→ Exercise description:
Line by line, retype the data exactly as it is given.
Material for the task: Begin
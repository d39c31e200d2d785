use std::collections::HashSet;
use std::time::Duration;

use log::info;
use rand::rngs::StdRng;
use rand::{Rng, SeedableRng};

use crate::challenge::types::{Challenge, ChallengeKind, ChallengeState};
use crate::errors::ChallengeError;
use crate::nonce::NonceStore;

/// Produces the randomized, non-repeating challenge sequence for a session.
///
/// Every generated challenge carries a freshly minted nonce from the
/// [`NonceStore`] and the configured per-challenge timeout. The random source
/// is seedable so sequences are deterministic in tests; the production path
/// seeds from OS entropy.
pub struct ChallengeEngine {
    rng: StdRng,
}

impl ChallengeEngine {
    pub fn new() -> Self {
        ChallengeEngine { rng: StdRng::from_entropy() }
    }

    pub fn with_seed(seed: u64) -> Self {
        ChallengeEngine { rng: StdRng::seed_from_u64(seed) }
    }

    /// Draws `n` challenges from the catalog with no two consecutive
    /// challenges of the same kind, binding each to a nonce and timeout.
    pub fn generate(
        &mut self,
        session_id: &str,
        n: usize,
        challenge_timeout: Duration,
        nonce_ttl: Duration,
        nonces: &NonceStore,
    ) -> Result<Vec<Challenge>, ChallengeError> {
        let distinct: HashSet<ChallengeKind> = ChallengeKind::CATALOG.iter().copied().collect();
        if distinct.len() < 2 {
            // Unreachable with the built-in catalog; guards future edits.
            return Err(ChallengeError::CatalogTooSmall(distinct.len()));
        }

        let mut challenges = Vec::with_capacity(n);
        let mut previous: Option<ChallengeKind> = None;
        for index in 0..n {
            let kind = self.draw_kind(previous);
            let nonce = nonces.issue(session_id, nonce_ttl);
            challenges.push(Challenge {
                challenge_id: format!("{}_{}_{}", session_id, index, kind.label()),
                kind,
                instruction: kind.instruction().to_string(),
                nonce,
                issued_at: None,
                timeout: challenge_timeout,
                state: ChallengeState::Issued,
            });
            previous = Some(kind);
        }

        info!(
            "generated {} challenges for session {}: {:?}",
            challenges.len(),
            session_id,
            challenges.iter().map(|c| c.kind.label()).collect::<Vec<_>>()
        );
        Ok(challenges)
    }

    fn draw_kind(&mut self, previous: Option<ChallengeKind>) -> ChallengeKind {
        loop {
            let idx = self.rng.gen_range(0..ChallengeKind::CATALOG.len());
            let kind = ChallengeKind::CATALOG[idx];
            if Some(kind) != previous {
                return kind;
            }
        }
    }
}

impl Default for ChallengeEngine {
    fn default() -> Self {
        ChallengeEngine::new()
    }
}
Material for the task: End
→ Answer to the exercise:
repository d39c31e200d2d785
use std::collections::HashSet;
use std::time::Duration;

use log::info;
use rand::rngs::StdRng;
use rand::{Rng, SeedableRng};

use crate::challenge::types::{Challenge, ChallengeKind, ChallengeState};
use crate::errors::ChallengeError;
use crate::nonce::NonceStore;

/// Produces the randomized, non-repeating challenge sequence for a session.
///
/// Every generated challenge carries a freshly minted nonce from the
/// [`NonceStore`] and the configured per-challenge timeout. The random source
/// is seedable so sequences are deterministic in tests; the production path
/// seeds from OS entropy.
pub struct ChallengeEngine {
    rng: StdRng,
}

impl ChallengeEngine {
    pub fn new() -> Self {
        ChallengeEngine { rng: StdRng::from_entropy() }
    }

    pub fn with_seed(seed: u64) -> Self {
        ChallengeEngine { rng: StdRng::seed_from_u64(seed) }
    }

    /// Draws `n` challenges from the catalog with no two consecutive
    /// challenges of the same kind, binding each to a nonce and timeout.
    pub fn generate(
        &mut self,
        session_id: &str,
        n: usize,
        challenge_timeout: Duration,
        nonce_ttl: Duration,
        nonces: &NonceStore,
    ) -> Result<Vec<Challenge>, ChallengeError> {
        let distinct: HashSet<ChallengeKind> = ChallengeKind::CATALOG.iter().copied().collect();
        if distinct.len() < 2 {
            // Unreachable with the built-in catalog; guards future edits.
            return Err(ChallengeError::CatalogTooSmall(distinct.len()));
        }

        let mut challenges = Vec::with_capacity(n);
        let mut previous: Option<ChallengeKind> = None;
        for index in 0..n {
            let kind = self.draw_kind(previous);
            let nonce = nonces.issue(session_id, nonce_ttl);
            challenges.push(Challenge {
                challenge_id: format!("{}_{}_{}", session_id, index, kind.label()),
                kind,
                instruction: kind.instruction().to_string(),
                nonce,
                issued_at: None,
                timeout: challenge_timeout,
                state: ChallengeState::Issued,
            });
            previous = Some(kind);
        }

        info!(
            "generated {} challenges for session {}: {:?}",
            challenges.len(),
            session_id,
            challenges.iter().map(|c| c.kind.label()).collect::<Vec<_>>()
        );
        Ok(challenges)
    }

    fn draw_kind(&mut self, previous: Option<ChallengeKind>) -> ChallengeKind {
        loop {
            let idx = self.rng.gen_range(0..ChallengeKind::CATALOG.len());
            let kind = ChallengeKind::CATALOG[idx];
            if Some(kind) != previous {
                return kind;
            }
        }
    }
}

impl Default for ChallengeEngine {
    fn default() -> Self {
        ChallengeEngine::new()
    }
}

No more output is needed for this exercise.